▸ INFORMATION SUPPLIED:
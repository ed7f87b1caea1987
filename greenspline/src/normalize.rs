/////////////////////////////////////////////////////////////////////////////////////////////
//
// Removes the mean, a least-squares trend and the range from observations, and restores them.
//
// Created on: 15 Nov 2025     Author: Daniel Owen
//
// Copyright (c) 2025, Maptek Pty Ltd. All rights reserved. Licensed under the MIT License.
//
/////////////////////////////////////////////////////////////////////////////////////////////

use crate::config::NormalizationMode;
use faer::{Mat, MatRef, RowRef, linalg::solvers::Solve};
use greenspline_utils::{DistanceMode, EARTH_RADIUS_KM};
use serde::{Deserialize, Serialize};

/// Coefficients that map observations to the normalized values the system
/// is solved for, and back.
///
/// A value `w` produced by the spline at `x` is restored as
/// `w * scale + offset + slope . (x - centroid)`.
#[derive(Debug, Clone, Copy, PartialEq, Serialize, Deserialize)]
pub struct NormalizationCoefficients {
    /// Flags that were applied.
    pub mode: NormalizationMode,

    /// Mean coordinate of the value constraints. Zero unless a trend was removed.
    pub centroid: [f64; 3],

    /// Mean observation, plus the residual minimum when the range is scaled.
    pub offset: f64,

    /// Least-squares slopes per coordinate, per coordinate unit.
    pub slope: [f64; 3],

    /// Smallest residual after mean and trend removal.
    pub minimum: f64,

    /// Residual range when scaling, otherwise `1`.
    pub scale: f64,
}

impl NormalizationCoefficients {
    /// Coefficients that leave every value unchanged.
    pub fn identity() -> Self {
        NormalizationCoefficients {
            mode: NormalizationMode::NONE,
            centroid: [0.0; 3],
            offset: 0.0,
            slope: [0.0; 3],
            minimum: 0.0,
            scale: 1.0,
        }
    }

    /// Fits the coefficients to `obs` observed at the rows of `points` and
    /// returns them together with the normalized observations.
    ///
    /// The trend uses as many coordinates as `points` has columns (up to
    /// three). A degenerate trend fit, such as collinear points in 2-D,
    /// leaves the slopes at zero.
    pub fn fit(
        points: MatRef<f64>,
        obs: &[f64],
        mode: NormalizationMode,
    ) -> (NormalizationCoefficients, Vec<f64>) {
        let mut coeffs = NormalizationCoefficients::identity();
        coeffs.mode = mode;
        let mut w = obs.to_vec();
        let n = obs.len();
        if n == 0 || mode == NormalizationMode::NONE {
            return (coeffs, w);
        }

        let dim = points.ncols().min(3);
        let detrend = mode.contains(NormalizationMode::TREND);

        coeffs.offset = obs.iter().sum::<f64>() / n as f64;
        if detrend {
            for k in 0..dim {
                coeffs.centroid[k] = points.col(k).iter().sum::<f64>() / n as f64;
            }
            coeffs.slope = least_squares_slope(points, obs, &coeffs, dim);
        }

        for (i, wi) in w.iter_mut().enumerate() {
            *wi -= coeffs.trend(points.row(i));
        }

        if mode.contains(NormalizationMode::RANGE) {
            let (lo, hi) = w
                .iter()
                .fold((f64::INFINITY, f64::NEG_INFINITY), |(lo, hi), &v| (lo.min(v), hi.max(v)));
            let range = hi - lo;
            coeffs.minimum = lo;
            coeffs.scale = match range == 0.0 {
                true => 1.0,
                false => range,
            };
            for wi in w.iter_mut() {
                *wi = (*wi - lo) / coeffs.scale;
            }
            coeffs.offset += lo;
        }

        (coeffs, w)
    }

    /// Restores an observation from the normalized value `w` at `x`.
    #[inline]
    pub fn denormalize(&self, x: RowRef<f64>, w: f64) -> f64 {
        w * self.scale + self.trend(x)
    }

    /// Restores a directional derivative along the unit direction `dir` at
    /// `x`, measured in the units of `mode`.
    ///
    /// The constant part of the normalization does not affect slopes. The
    /// trend contributes its own directional derivative, converted from
    /// degrees to km for the flat earth mode.
    pub fn denormalize_slope(&self, mode: DistanceMode, x: RowRef<f64>, dir: &[f64], w: f64) -> f64 {
        let grad = match mode {
            DistanceMode::FlatEarth => {
                let km_per_degree = EARTH_RADIUS_KM.to_radians();
                let cos_lat = x[1].to_radians().cos();
                let east = match cos_lat == 0.0 {
                    true => 0.0,
                    false => self.slope[0] / (km_per_degree * cos_lat),
                };
                [east, self.slope[1] / km_per_degree, 0.0]
            }
            _ => self.slope,
        };
        let trend: f64 = dir.iter().zip(grad).map(|(d, g)| d * g).sum();
        w * self.scale + trend
    }

    #[inline]
    fn trend(&self, x: RowRef<f64>) -> f64 {
        let mut t = self.offset;
        for k in 0..x.ncols().min(3) {
            t += self.slope[k] * (x[k] - self.centroid[k]);
        }
        t
    }
}

/// Smallest LU pivot, relative to the largest, for which the trend
/// covariance counts as full rank.
const TREND_PIVOT_TOLERANCE: f64 = 1e-12;

/// Solves the normal equations for the slopes of a hyperplane through the
/// centroid, by a fully pivoted LU of the `dim x dim` covariance.
fn least_squares_slope(
    points: MatRef<f64>,
    obs: &[f64],
    coeffs: &NormalizationCoefficients,
    dim: usize,
) -> [f64; 3] {
    let mut slope = [0.0; 3];
    let dim = dim.min(3);
    if dim == 0 {
        return slope;
    }

    let mut sxx = Mat::<f64>::zeros(dim, dim);
    let mut sxz = Mat::<f64>::zeros(dim, 1);
    for (i, &z) in obs.iter().enumerate() {
        let dz = z - coeffs.offset;
        let mut d = [0.0f64; 3];
        for k in 0..dim {
            d[k] = points[(i, k)] - coeffs.centroid[k];
        }
        for a in 0..dim {
            sxz[(a, 0)] += d[a] * dz;
            for b in 0..dim {
                sxx[(a, b)] += d[a] * d[b];
            }
        }
    }

    let lu = sxx.full_piv_lu();
    let u = lu.U();
    let largest = (0..dim).fold(0.0f64, |acc, k| acc.max(u[(k, k)].abs()));
    let smallest = (0..dim).fold(f64::INFINITY, |acc, k| acc.min(u[(k, k)].abs()));
    if !(smallest > largest * TREND_PIVOT_TOLERANCE) {
        return slope;
    }

    let x = lu.solve(sxz);
    for k in 0..dim {
        slope[k] = x[(k, 0)];
    }
    slope
}

#[cfg(test)]
mod tests {
    use super::*;
    use crate::generate_random_points;
    use approx::assert_abs_diff_eq;
    use faer::mat;

    fn all_modes() -> impl Iterator<Item = NormalizationMode> {
        (0..8u8).map(NormalizationMode::from_bits)
    }

    #[test]
    fn round_trip_for_every_mode_and_dimension() {
        for dim in 1..=3 {
            let points = generate_random_points(25, dim, Some(11 + dim as u64));
            let obs: Vec<f64> = (0..25)
                .map(|i| {
                    let p = points.row(i);
                    3.0 + 2.0 * p[0] - (5.0 * p[dim - 1]).sin()
                })
                .collect();

            for mode in all_modes() {
                let (coeffs, w) = NormalizationCoefficients::fit(points.as_ref(), &obs, mode);
                for i in 0..25 {
                    let back = coeffs.denormalize(points.row(i), w[i]);
                    assert_abs_diff_eq!(back, obs[i], epsilon = 1e-12);
                }
            }
        }
    }

    #[test]
    fn plane_is_removed_exactly() {
        let points = mat![[0.0, 0.0], [1.0, 0.0], [0.0, 1.0], [1.0, 1.0], [0.5, 0.25f64]];
        let obs: Vec<f64> = (0..5)
            .map(|i| 4.0 + 2.0 * points[(i, 0)] - 3.0 * points[(i, 1)])
            .collect();
        let mode = NormalizationMode::MEAN | NormalizationMode::TREND;
        let (coeffs, w) = NormalizationCoefficients::fit(points.as_ref(), &obs, mode);

        assert_abs_diff_eq!(coeffs.slope[0], 2.0, epsilon = 1e-12);
        assert_abs_diff_eq!(coeffs.slope[1], -3.0, epsilon = 1e-12);
        for wi in w {
            assert_abs_diff_eq!(wi, 0.0, epsilon = 1e-12);
        }
    }

    #[test]
    fn hyperplane_is_removed_in_three_dimensions() {
        let points = generate_random_points(12, 3, Some(5));
        let obs: Vec<f64> = (0..12)
            .map(|i| 1.0 + points[(i, 0)] + 2.0 * points[(i, 1)] - 0.5 * points[(i, 2)])
            .collect();
        let mode = NormalizationMode::MEAN | NormalizationMode::TREND;
        let (coeffs, w) = NormalizationCoefficients::fit(points.as_ref(), &obs, mode);

        assert_abs_diff_eq!(coeffs.slope[0], 1.0, epsilon = 1e-10);
        assert_abs_diff_eq!(coeffs.slope[1], 2.0, epsilon = 1e-10);
        assert_abs_diff_eq!(coeffs.slope[2], -0.5, epsilon = 1e-10);
        assert!(w.iter().all(|wi| wi.abs() < 1e-10));
    }

    #[test]
    fn range_scaling_maps_to_unit_interval() {
        let points = mat![[0.0], [1.0], [2.0], [3.0f64]];
        let obs = [1.0, 5.0, -3.0, 2.0];
        let (coeffs, w) =
            NormalizationCoefficients::fit(points.as_ref(), &obs, NormalizationMode::MEAN | NormalizationMode::RANGE);

        assert_abs_diff_eq!(coeffs.scale, 8.0);
        assert_abs_diff_eq!(w.iter().cloned().fold(f64::INFINITY, f64::min), 0.0);
        assert_abs_diff_eq!(w.iter().cloned().fold(f64::NEG_INFINITY, f64::max), 1.0);
    }

    #[test]
    fn constant_data_keeps_unit_scale() {
        let points = Mat::from_fn(3, 1, |i, _| i as f64);
        let obs = [2.5; 3];
        let (coeffs, w) = NormalizationCoefficients::fit(points.as_ref(), &obs, NormalizationMode::from_bits(7));
        assert_eq!(coeffs.scale, 1.0);
        assert!(w.iter().all(|&v| v == 0.0));
        assert_abs_diff_eq!(coeffs.denormalize(points.row(1), 0.0), 2.5, epsilon = 1e-12);
    }

    #[test]
    fn collinear_points_leave_the_plane_flat() {
        let points = mat![[0.0, 0.0], [1.0, 1.0], [2.0, 2.0f64]];
        let obs = [0.0, 1.0, 2.0];
        let mode = NormalizationMode::MEAN | NormalizationMode::TREND;
        let (coeffs, _) = NormalizationCoefficients::fit(points.as_ref(), &obs, mode);
        assert_eq!(coeffs.slope, [0.0; 3]);

        // Coplanar points in 3-D.
        let points = generate_random_points(12, 2, Some(8));
        let points = Mat::from_fn(12, 3, |i, k| match k {
            2 => 0.5 * points[(i, 0)] - points[(i, 1)],
            _ => points[(i, k)],
        });
        let obs: Vec<f64> = (0..12).map(|i| points[(i, 0)]).collect();
        let (coeffs, _) = NormalizationCoefficients::fit(points.as_ref(), &obs, mode);
        assert_eq!(coeffs.slope, [0.0; 3]);
    }

    #[test]
    fn slope_restoration_adds_the_trend_gradient() {
        let points = mat![[0.0], [1.0], [2.0f64]];
        let obs = [1.0, 3.0, 5.0];
        let mode = NormalizationMode::MEAN | NormalizationMode::TREND;
        let (coeffs, _) = NormalizationCoefficients::fit(points.as_ref(), &obs, mode);
        let slope = coeffs.denormalize_slope(DistanceMode::Cartesian1D, points.row(0), &[1.0], 0.0);
        assert_abs_diff_eq!(slope, 2.0, epsilon = 1e-12);
    }
}
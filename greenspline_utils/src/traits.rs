/////////////////////////////////////////////////////////////////////////////////////////////
//
// Declares the traits shared by every Green's function kernel.
//
// Created on: 15 Nov 2025     Author: Daniel Owen
//
// Copyright (c) 2025, Maptek Pty Ltd. All rights reserved. Licensed under the MIT License.
//
/////////////////////////////////////////////////////////////////////////////////////////////

use crate::{errors::KernelError, kernel_helpers::KernelParams};

/// Converts a shared [`KernelParams`] configuration into a concrete kernel type.
pub trait KernelFromParams: Sized {
    /// Constructs `Self` from a set of uniform kernel parameters, computing
    /// any derived constants once.
    fn from_params(p: &KernelParams) -> Result<Self, KernelError>;
}

/// A Green's function and its radial derivative.
///
/// For the Cartesian kernels `r` is a distance. For the spherical kernels
/// `r` is the cosine of the angular separation and [`GreensFunction::dgdr`]
/// returns the derivative with respect to the separation angle in radians.
pub trait GreensFunction {
    /// Evaluates `G(r)`.
    fn g(&self, r: f64) -> f64;

    /// Evaluates `dG/dr`.
    fn dgdr(&self, r: f64) -> f64;
}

▸ EXERCISE: Print exactly the lines that run from the line containing "derived constants once." to the end of the data, both ends included.

▸ YOUR RESPONSE:
    /// any derived constants once.
    fn from_params(p: &KernelParams) -> Result<Self, KernelError>;
}

/// A Green's function and its radial derivative.
///
/// For the Cartesian kernels `r` is a distance. For the spherical kernels
/// `r` is the cosine of the angular separation and [`GreensFunction::dgdr`]
/// returns the derivative with respect to the separation angle in radians.
pub trait GreensFunction {
    /// Evaluates `G(r)`.
    fn g(&self, r: f64) -> f64;

    /// Evaluates `dG/dr`.
    fn dgdr(&self, r: f64) -> f64;
}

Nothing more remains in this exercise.